=== GOAL OF THE EXERCISE ===
Search the entries for the word "write" and return every line where it is found.

BEGIN EXERCISE INPUTS

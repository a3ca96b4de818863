//! Dining event model.
//!
//! Events are the unit of reminder dispatch: each event carries its own
//! reminder flags (one per lead time) and a per-participant mute map.

use chrono::{DateTime, Utc};
use serde::{Deserialize, Serialize};
use std::collections::BTreeMap;

use super::user::UserId;

/// Unique event identifier, assigned by the backing store.
pub type EventId = String;

/// Lifecycle status of a dining event.
///
/// Only [`EventStatus::Cancelled`] suppresses reminders; events still
/// waiting on confirmations are reminded like confirmed ones.
#[derive(Debug, Clone, Copy, PartialEq, Eq, Serialize, Deserialize)]
#[serde(rename_all = "snake_case")]
pub enum EventStatus {
    /// Created, not all seats confirmed yet.
    Pending,
    /// All seats confirmed.
    Confirmed,
    /// Called off; no further notifications.
    Cancelled,
}

impl std::fmt::Display for EventStatus {
    fn fmt(&self, f: &mut std::fmt::Formatter<'_>) -> std::fmt::Result {
        match self {
            Self::Pending => write!(f, "pending"),
            Self::Confirmed => write!(f, "confirmed"),
            Self::Cancelled => write!(f, "cancelled"),
        }
    }
}

/// A scheduled group dinner.
#[derive(Debug, Clone, Serialize, Deserialize)]
pub struct DiningEvent {
    /// Store-assigned identifier.
    pub id: EventId,
    /// Title shown in notifications (restaurant or occasion name).
    pub title: String,
    /// Scheduled start time.
    pub starts_at: DateTime<Utc>,
    /// Lifecycle status.
    pub status: EventStatus,
    /// Participant user ids. Small by construction; tables seat at most
    /// a handful of diners.
    #[serde(default)]
    pub participants: Vec<UserId>,
    /// Reminder flags keyed by lead-time label (e.g. `"24h"`, `"2h"`).
    /// A flag set to `true` is never unset.
    #[serde(default)]
    pub reminded: BTreeMap<String, bool>,
    /// Participants who muted reminders for this event only.
    #[serde(default)]
    pub reminder_opt_out: BTreeMap<UserId, bool>,
}

impl DiningEvent {
    /// Create a new pending event with no participants.
    pub fn new(id: impl Into<String>, title: impl Into<String>, starts_at: DateTime<Utc>) -> Self {
        Self {
            id: id.into(),
            title: title.into(),
            starts_at,
            status: EventStatus::Pending,
            participants: Vec::new(),
            reminded: BTreeMap::new(),
            reminder_opt_out: BTreeMap::new(),
        }
    }

    /// Returns `true` if the reminder for the given lead time was
    /// already dispatched.
    #[must_use]
    pub fn reminded_for(&self, lead_label: &str) -> bool {
        self.reminded.get(lead_label).copied().unwrap_or(false)
    }

    /// Returns `true` if the participant muted reminders for this event.
    #[must_use]
    pub fn reminder_muted(&self, user: &str) -> bool {
        self.reminder_opt_out.get(user).copied().unwrap_or(false)
    }
}

#[cfg(test)]
mod tests {
    #![allow(clippy::unwrap_used, clippy::expect_used)]

    use super::*;
    use chrono::TimeZone;

    fn sample_event() -> DiningEvent {
        let starts = Utc.with_ymd_and_hms(2025, 6, 14, 19, 0, 0).unwrap();
        DiningEvent::new("evt-1", "Trattoria Nonna", starts)
    }

    #[test]
    fn new_event_is_pending_with_no_flags() {
        let event = sample_event();
        assert_eq!(event.status, EventStatus::Pending);
        assert!(event.participants.is_empty());
        assert!(!event.reminded_for("24h"));
        assert!(!event.reminder_muted("user-1"));
    }

    #[test]
    fn reminded_for_reads_only_its_own_label() {
        let mut event = sample_event();
        event.reminded.insert("24h".to_owned(), true);
        assert!(event.reminded_for("24h"));
        assert!(!event.reminded_for("2h"));
    }

    #[test]
    fn reminder_muted_honours_explicit_false() {
        let mut event = sample_event();
        event.reminder_opt_out.insert("user-1".to_owned(), false);
        assert!(!event.reminder_muted("user-1"));
        event.reminder_opt_out.insert("user-1".to_owned(), true);
        assert!(event.reminder_muted("user-1"));
    }

    #[test]
    fn status_serialises_snake_case() {
        let json = serde_json::to_string(&EventStatus::Cancelled).unwrap();
        assert_eq!(json, "\"cancelled\"");
        let restored: EventStatus = serde_json::from_str("\"confirmed\"").unwrap();
        assert_eq!(restored, EventStatus::Confirmed);
    }

    #[test]
    fn event_serde_round_trip_keeps_flags() {
        let mut event = sample_event();
        event.participants.push("user-1".to_owned());
        event.reminded.insert("2h".to_owned(), true);

        let json = serde_json::to_string(&event).unwrap();
        let restored: DiningEvent = serde_json::from_str(&json).unwrap();
        assert_eq!(restored.id, "evt-1");
        assert!(restored.reminded_for("2h"));
        assert_eq!(restored.participants, vec!["user-1".to_owned()]);
    }
}
//! Wire-level contract tests for the FCM gateway.
//!
//! A mock HTTP server stands in for the push service so these verify
//! the exact request shape (auth header, `to` vs `registration_ids`)
//! and the mapping from `results` entries back to per-address
//! outcomes.
#![allow(clippy::unwrap_used, clippy::expect_used)]

use dinnerbell::config::PushConfig;
use dinnerbell::push::PushAddress;
use dinnerbell::{DispatchError, FcmGateway, PushGateway, PushMessage, SendOutcome};
use serde_json::json;
use wiremock::matchers::{body_partial_json, header, method, path};
use wiremock::{Mock, MockServer, ResponseTemplate};

fn gateway_for(server: &MockServer) -> FcmGateway {
    FcmGateway::new(&PushConfig {
        endpoint: format!("{}/fcm/send", server.uri()),
        server_key: "test-key".to_owned(),
        multicast_limit: 500,
        timeout_seconds: 5,
    })
    .unwrap()
}

fn message() -> PushMessage {
    PushMessage {
        title: "Dinner tomorrow: Tapas Night".to_owned(),
        body: "You're booked for Tapas Night at 19:00.".to_owned(),
    }
}

#[tokio::test]
async fn single_send_posts_to_field_and_delivers() {
    let server = MockServer::start().await;
    Mock::given(method("POST"))
        .and(path("/fcm/send"))
        .and(header("authorization", "key=test-key"))
        .and(body_partial_json(json!({
            "to": "tok-1",
            "notification": {
                "title": "Dinner tomorrow: Tapas Night",
                "body": "You're booked for Tapas Night at 19:00.",
            },
        })))
        .respond_with(ResponseTemplate::new(200).set_body_json(json!({
            "multicast_id": 216,
            "success": 1,
            "failure": 0,
            "results": [{ "message_id": "1:0408" }],
        })))
        .expect(1)
        .mount(&server)
        .await;

    let outcome = gateway_for(&server).send("tok-1", &message()).await.unwrap();
    assert_eq!(outcome, SendOutcome::Delivered);
}

#[tokio::test]
async fn multicast_maps_results_back_to_addresses_in_order() {
    let server = MockServer::start().await;
    Mock::given(method("POST"))
        .and(path("/fcm/send"))
        .and(header("authorization", "key=test-key"))
        .and(body_partial_json(json!({
            "registration_ids": ["tok-1", "tok-2", "tok-3"],
        })))
        .respond_with(ResponseTemplate::new(200).set_body_json(json!({
            "multicast_id": 217,
            "success": 1,
            "failure": 2,
            "results": [
                { "message_id": "1:0410" },
                { "error": "NotRegistered" },
                { "error": "Unavailable" },
            ],
        })))
        .expect(1)
        .mount(&server)
        .await;

    let addresses: Vec<PushAddress> =
        vec!["tok-1".to_owned(), "tok-2".to_owned(), "tok-3".to_owned()];
    let report = gateway_for(&server)
        .send_multicast(&addresses, &message())
        .await
        .unwrap();

    assert_eq!(
        report.results,
        vec![
            SendOutcome::Delivered,
            SendOutcome::Unregistered,
            SendOutcome::Failed("Unavailable".to_owned()),
        ]
    );
    assert_eq!(report.delivered(), 1);
    assert_eq!(report.failed(), 2);
}

#[tokio::test]
async fn server_error_surfaces_as_push_error() {
    let server = MockServer::start().await;
    Mock::given(method("POST"))
        .and(path("/fcm/send"))
        .respond_with(ResponseTemplate::new(503).set_body_string("upstream unavailable"))
        .mount(&server)
        .await;

    let err = gateway_for(&server)
        .send("tok-1", &message())
        .await
        .unwrap_err();
    assert!(matches!(err, DispatchError::Push(_)));
    assert!(err.to_string().contains("503"));
}

#[tokio::test]
async fn result_count_mismatch_is_rejected() {
    let server = MockServer::start().await;
    Mock::given(method("POST"))
        .and(path("/fcm/send"))
        .respond_with(ResponseTemplate::new(200).set_body_json(json!({
            "success": 1,
            "failure": 0,
            "results": [{ "message_id": "1:0411" }],
        })))
        .mount(&server)
        .await;

    let addresses: Vec<PushAddress> = vec!["tok-1".to_owned(), "tok-2".to_owned()];
    let err = gateway_for(&server)
        .send_multicast(&addresses, &message())
        .await
        .unwrap_err();
    assert!(matches!(err, DispatchError::Push(_)));
}

#[tokio::test]
async fn oversized_multicast_never_reaches_the_wire() {
    let server = MockServer::start().await;
    Mock::given(method("POST"))
        .respond_with(ResponseTemplate::new(200))
        .expect(0)
        .mount(&server)
        .await;

    let gateway = FcmGateway::new(&PushConfig {
        endpoint: format!("{}/fcm/send", server.uri()),
        server_key: "test-key".to_owned(),
        multicast_limit: 2,
        timeout_seconds: 5,
    })
    .unwrap();

    let addresses: Vec<PushAddress> = (0..3).map(|i| format!("tok-{i}")).collect();
    let err = gateway
        .send_multicast(&addresses, &message())
        .await
        .unwrap_err();
    assert!(matches!(err, DispatchError::Push(_)));
}
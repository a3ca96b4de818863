//! Tick-level event filtering.
//!
//! Window queries deliberately over-fetch (overlapping windows, any
//! status), so every tick re-checks eligibility here. The filter is
//! pure: it never touches the store.

use crate::model::event::{DiningEvent, EventStatus};

/// Returns `true` if the event still needs a reminder for this lead time.
///
/// Cancelled events are never reminded. Pending events are: diners who
/// have not confirmed yet still benefit from the nudge.
#[must_use]
pub fn needs_reminder(event: &DiningEvent, lead_label: &str) -> bool {
    event.status != EventStatus::Cancelled && !event.reminded_for(lead_label)
}

/// Drop events that are cancelled or already reminded for this lead time.
#[must_use]
pub fn eligible_events(events: Vec<DiningEvent>, lead_label: &str) -> Vec<DiningEvent> {
    events
        .into_iter()
        .filter(|event| needs_reminder(event, lead_label))
        .collect()
}
//! # Jobline - declarative pipelines to Jenkins job definitions
//!
//! Jobline takes a small declarative pipeline specification (toolchain,
//! source repository, project type, selected stages, optional schedule) and
//! compiles it into a complete Jenkins pipeline job definition: an XML
//! document embedding a generated Groovy script.
//!
//! ## Features
//!
//! - **Typed specifications**: project configuration is a closed enum, so a
//!   Maven spec can never carry script commands
//! - **Strict templates**: every placeholder is bound exactly once or the
//!   compile fails
//! - **Runtime phase selection**: stages are guarded by the `performPhases`
//!   job parameter
//! - **Engine seam**: [`PipelineManager`] forwards compiled jobs to any
//!   [`EngineClient`]
//!
//! ## Example
//!
//! ```
//! use jobline::{Compiler, MavenConfig, PipelineSpec, ProjectConfig, ProjectType, SourceRepo, Stage};
//!
//! let spec = PipelineSpec::new(
//!     "service",
//!     "jdk1.8",
//!     SourceRepo::new("git@example.com:org/service.git", "master"),
//!     ProjectConfig::Maven(MavenConfig {
//!         root_pom: "pom.xml".to_string(),
//!         ..Default::default()
//!     }),
//!     ProjectType::Maven,
//! )
//! .with_stages([Stage::Compile, Stage::Build]);
//!
//! let document = Compiler::default().compile(&spec).unwrap();
//! assert!(document.as_str().contains("<flow-definition"));
//! assert_eq!(spec.perform_phases(), "compile,build");
//! ```
//!
//! ## License
//!
//! Licensed under either of
//! - Apache License, Version 2.0 ([LICENSE-APACHE](LICENSE-APACHE) or <https://www.apache.org/licenses/LICENSE-2.0>)
//! - MIT license ([LICENSE-MIT](LICENSE-MIT) or <https://opensource.org/licenses/MIT>)
//!
//! at your option.

#![warn(missing_docs)]
#![warn(clippy::all)]
#![warn(clippy::pedantic)]
#![cfg_attr(test, allow(clippy::unwrap_used))]

pub mod compiler;
pub mod infrastructure;
pub mod pipeline;

// Prelude module for common imports
pub mod prelude;

// Re-export commonly used types
pub use compiler::{Compiler, JobDocument};
pub use infrastructure::{
    Config, EngineClient, EngineError, PerformParams, PipelineManager, init_logging,
};
pub use pipeline::{
    CompileError, DecodeError, GradleConfig, MavenConfig, PeriodTrigger, PipelineSpec,
    ProjectConfig, ProjectType, ScriptCommand, ScriptConfig, ScriptUnitTest, SourceRepo, Stage,
    TemplateError, TestReport, ToolchainTable, ValidationError, Validator, decode_spec,
};

/// Version of the jobline crate.
pub const VERSION: &str = env!("CARGO_PKG_VERSION");
//! Execution engine seam
//!
//! The compiler never talks to the engine itself. [`PipelineManager`] compiles
//! a specification and hands the resulting document to an [`EngineClient`],
//! which owns transport and authentication.

use crate::compiler::{Compiler, JobDocument};
use crate::pipeline::{CompileError, PipelineSpec};
use async_trait::async_trait;
use serde::{Deserialize, Serialize};
use std::collections::BTreeMap;
use thiserror::Error;
use tracing::{error, info};

/// Job parameter carrying the branch to check out
pub const BRANCH_PARAMETER: &str = "branch";

/// Job parameter carrying the comma-separated stage list
pub const PERFORM_PHASES_PARAMETER: &str = "performPhases";

/// Errors raised at the engine boundary
#[derive(Error, Debug)]
pub enum EngineError {
    /// The specification did not compile
    #[error("Fail to generate pipeline config as {0}")]
    Compile(#[from] CompileError),

    /// The engine has no job with this name
    #[error("The pipeline {name} does not exist")]
    NotFound {
        /// Job name
        name: String,
    },

    /// The engine refused the request
    #[error("Engine rejected {operation} for pipeline {name}: {reason}")]
    Rejected {
        /// Operation that was refused
        operation: &'static str,
        /// Job name
        name: String,
        /// Engine-provided reason
        reason: String,
    },

    /// The engine could not be reached
    #[error("Engine unavailable: {0}")]
    Unavailable(String),
}

/// Result type for engine operations
pub type EngineResult<T = ()> = Result<T, EngineError>;

/// Runtime parameters for a single job run
#[derive(Debug, Clone, PartialEq, Eq, Default, Serialize, Deserialize)]
#[serde(rename_all = "camelCase")]
pub struct PerformParams {
    /// Branch to build
    pub branch: String,
    /// Comma-separated stages to run
    pub perform_phases: String,
}

impl PerformParams {
    /// Creates run parameters
    pub fn new(branch: impl Into<String>, perform_phases: impl Into<String>) -> Self {
        Self {
            branch: branch.into(),
            perform_phases: perform_phases.into(),
        }
    }

    /// Parameters matching a specification's compile-time defaults
    #[must_use]
    pub fn from_spec(spec: &PipelineSpec) -> Self {
        Self::new(spec.branch(), spec.perform_phases())
    }

    /// Renders the job parameter map sent to the engine
    #[must_use]
    pub fn to_parameters(&self) -> BTreeMap<String, String> {
        BTreeMap::from([
            (BRANCH_PARAMETER.to_string(), self.branch.clone()),
            (
                PERFORM_PHASES_PARAMETER.to_string(),
                self.perform_phases.clone(),
            ),
        ])
    }
}

/// Client for a job-based CI engine
#[async_trait]
pub trait EngineClient: Send + Sync {
    /// Registers a new job
    async fn create_job(&self, name: &str, document: &JobDocument, phases: &str) -> EngineResult;

    /// Replaces the definition of an existing job
    async fn update_job(&self, name: &str, document: &JobDocument, phases: &str) -> EngineResult;

    /// Removes a job
    async fn delete_job(&self, name: &str) -> EngineResult;

    /// Starts a run of an existing job
    async fn perform_job(&self, name: &str, params: &PerformParams) -> EngineResult;
}

/// Compiles specifications and forwards them to an engine
#[derive(Debug)]
pub struct PipelineManager<C> {
    compiler: Compiler,
    client: C,
}

impl<C: EngineClient> PipelineManager<C> {
    /// Creates a manager over `client`
    pub fn new(compiler: Compiler, client: C) -> Self {
        Self { compiler, client }
    }

    /// Compiler used for every request
    pub fn compiler(&self) -> &Compiler {
        &self.compiler
    }

    /// Underlying engine client
    pub fn client(&self) -> &C {
        &self.client
    }

    /// Compiles `spec` and registers it as a new job
    ///
    /// # Errors
    ///
    /// Returns [`EngineError::Compile`] if the spec is rejected, or the
    /// client's error if the engine refuses the job.
    pub async fn create(&self, spec: &PipelineSpec) -> EngineResult {
        let document = self.compile(spec)?;
        self.client
            .create_job(&spec.name, &document, &spec.perform_phases())
            .await
            .inspect_err(|err| error!(pipeline = %spec.name, "{err}"))?;
        info!(pipeline = %spec.name, "pipeline created");
        Ok(())
    }

    /// Compiles `spec` and replaces the existing job of the same name
    ///
    /// # Errors
    ///
    /// Returns [`EngineError::Compile`] if the spec is rejected, or the
    /// client's error if the job is missing or the update is refused.
    pub async fn update(&self, spec: &PipelineSpec) -> EngineResult {
        let document = self.compile(spec)?;
        self.client
            .update_job(&spec.name, &document, &spec.perform_phases())
            .await
            .inspect_err(|err| error!(pipeline = %spec.name, "{err}"))?;
        info!(pipeline = %spec.name, "pipeline updated");
        Ok(())
    }

    /// Deletes the job called `name`
    ///
    /// # Errors
    ///
    /// Returns the client's error if the job is missing or cannot be removed.
    pub async fn delete(&self, name: &str) -> EngineResult {
        self.client
            .delete_job(name)
            .await
            .inspect_err(|err| error!(pipeline = %name, "{err}"))?;
        info!(pipeline = %name, "pipeline deleted");
        Ok(())
    }

    /// Starts a run of the job called `name`
    ///
    /// # Errors
    ///
    /// Returns the client's error if the job is missing or the run is refused.
    pub async fn perform(&self, name: &str, params: &PerformParams) -> EngineResult {
        info!(pipeline = %name, branch = %params.branch, phases = %params.perform_phases, "performing pipeline");
        self.client
            .perform_job(name, params)
            .await
            .inspect_err(|err| error!(pipeline = %name, "{err}"))
    }

    fn compile(&self, spec: &PipelineSpec) -> EngineResult<JobDocument> {
        self.compiler
            .compile(spec)
            .map_err(EngineError::from)
            .inspect_err(|err| error!(pipeline = %spec.name, "{err}"))
    }
}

END EXERCISE INPUTS

=== THE ANSWER ===
            Self::Pending => write!(f, "pending"),
            Self::Confirmed => write!(f, "confirmed"),
            Self::Cancelled => write!(f, "cancelled"),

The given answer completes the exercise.